● **Provided data**
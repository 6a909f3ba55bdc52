use std::collections::{BTreeMap, HashMap};

use reqwest::Client;
use url::Url;

use super::{PlexError, check_status};

/// Fetches an XML document from plex.tv. These endpoints do not offer JSON.
async fn get_plex_tv_xml(
    client: &Client,
    plex_tv_url: &Url,
    path: &str,
    owner_token: &str,
) -> Result<String, PlexError> {
    let url = plex_tv_url.join(path)?;

    let res = client
        .get(url)
        .header("Accept", "application/xml")
        .header("X-Plex-Token", owner_token)
        .send()
        .await?;
    let res = check_status(res).await?;

    Ok(res.text().await?)
}

/// Maps plex.tv user ids to a login name.
///
/// Managed users have an empty `username`, so their `title` is used instead.
pub fn parse_user_names(xml: &str) -> Result<HashMap<String, String>, PlexError> {
    let doc = roxmltree::Document::parse(xml)
        .map_err(|e| PlexError::Parse(format!("Invalid plex.tv users XML: {}", e)))?;

    let users = doc
        .descendants()
        .filter(|node| node.has_tag_name("User"))
        .filter_map(|node| {
            let id = node.attribute("id")?;
            let name = node
                .attribute("username")
                .filter(|username| !username.is_empty())
                .or_else(|| node.attribute("title"))?;
            Some((id.to_string(), name.to_string()))
        })
        .collect();

    Ok(users)
}

/// Lists `(user id, access token)` pairs for every account the server is
/// shared with.
pub fn parse_shared_server_tokens(xml: &str) -> Result<Vec<(String, String)>, PlexError> {
    let doc = roxmltree::Document::parse(xml)
        .map_err(|e| PlexError::Parse(format!("Invalid plex.tv shared servers XML: {}", e)))?;

    let tokens = doc
        .descendants()
        .filter(|node| node.has_tag_name("SharedServer"))
        .filter_map(|node| {
            let user_id = node.attribute("userID")?;
            let token = node.attribute("accessToken")?;
            Some((user_id.to_string(), token.to_string()))
        })
        .collect();

    Ok(tokens)
}

/// Builds the directory of accounts that share the server identified by
/// `machine_identifier`, keyed by login name, with each account's delegated
/// access token for that server.
pub async fn get_shared_accounts(
    client: &Client,
    plex_tv_url: &Url,
    owner_token: &str,
    machine_identifier: &str,
) -> Result<BTreeMap<String, String>, PlexError> {
    let users_xml = get_plex_tv_xml(client, plex_tv_url, "api/users", owner_token).await?;
    let user_names = parse_user_names(&users_xml)?;

    let shared_xml = get_plex_tv_xml(
        client,
        plex_tv_url,
        &format!("api/servers/{}/shared_servers", machine_identifier),
        owner_token,
    )
    .await?;

    let mut accounts = BTreeMap::new();
    for (user_id, token) in parse_shared_server_tokens(&shared_xml)? {
        match user_names.get(&user_id) {
            Some(name) => {
                accounts.insert(name.clone(), token);
            }
            None => log::warn!(
                "Server is shared with unknown plex.tv user id {}, skipping",
                user_id
            ),
        }
    }

    Ok(accounts)
}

● **Work task**
Reproduce each record above exactly, keeping every word as it stands.

● **Solution to the exercise**
repository 6a909f3ba55bdc52
use std::collections::{BTreeMap, HashMap};

use reqwest::Client;
use url::Url;

use super::{PlexError, check_status};

/// Fetches an XML document from plex.tv. These endpoints do not offer JSON.
async fn get_plex_tv_xml(
    client: &Client,
    plex_tv_url: &Url,
    path: &str,
    owner_token: &str,
) -> Result<String, PlexError> {
    let url = plex_tv_url.join(path)?;

    let res = client
        .get(url)
        .header("Accept", "application/xml")
        .header("X-Plex-Token", owner_token)
        .send()
        .await?;
    let res = check_status(res).await?;

    Ok(res.text().await?)
}

/// Maps plex.tv user ids to a login name.
///
/// Managed users have an empty `username`, so their `title` is used instead.
pub fn parse_user_names(xml: &str) -> Result<HashMap<String, String>, PlexError> {
    let doc = roxmltree::Document::parse(xml)
        .map_err(|e| PlexError::Parse(format!("Invalid plex.tv users XML: {}", e)))?;

    let users = doc
        .descendants()
        .filter(|node| node.has_tag_name("User"))
        .filter_map(|node| {
            let id = node.attribute("id")?;
            let name = node
                .attribute("username")
                .filter(|username| !username.is_empty())
                .or_else(|| node.attribute("title"))?;
            Some((id.to_string(), name.to_string()))
        })
        .collect();

    Ok(users)
}

/// Lists `(user id, access token)` pairs for every account the server is
/// shared with.
pub fn parse_shared_server_tokens(xml: &str) -> Result<Vec<(String, String)>, PlexError> {
    let doc = roxmltree::Document::parse(xml)
        .map_err(|e| PlexError::Parse(format!("Invalid plex.tv shared servers XML: {}", e)))?;

    let tokens = doc
        .descendants()
        .filter(|node| node.has_tag_name("SharedServer"))
        .filter_map(|node| {
            let user_id = node.attribute("userID")?;
            let token = node.attribute("accessToken")?;
            Some((user_id.to_string(), token.to_string()))
        })
        .collect();

    Ok(tokens)
}

/// Builds the directory of accounts that share the server identified by
/// `machine_identifier`, keyed by login name, with each account's delegated
/// access token for that server.
pub async fn get_shared_accounts(
    client: &Client,
    plex_tv_url: &Url,
    owner_token: &str,
    machine_identifier: &str,
) -> Result<BTreeMap<String, String>, PlexError> {
    let users_xml = get_plex_tv_xml(client, plex_tv_url, "api/users", owner_token).await?;
    let user_names = parse_user_names(&users_xml)?;

    let shared_xml = get_plex_tv_xml(
        client,
        plex_tv_url,
        &format!("api/servers/{}/shared_servers", machine_identifier),
        owner_token,
    )
    .await?;

    let mut accounts = BTreeMap::new();
    for (user_id, token) in parse_shared_server_tokens(&shared_xml)? {
        match user_names.get(&user_id) {
            Some(name) => {
                accounts.insert(name.clone(), token);
            }
            None => log::warn!(
                "Server is shared with unknown plex.tv user id {}, skipping",
                user_id
            ),
        }
    }

    Ok(accounts)
}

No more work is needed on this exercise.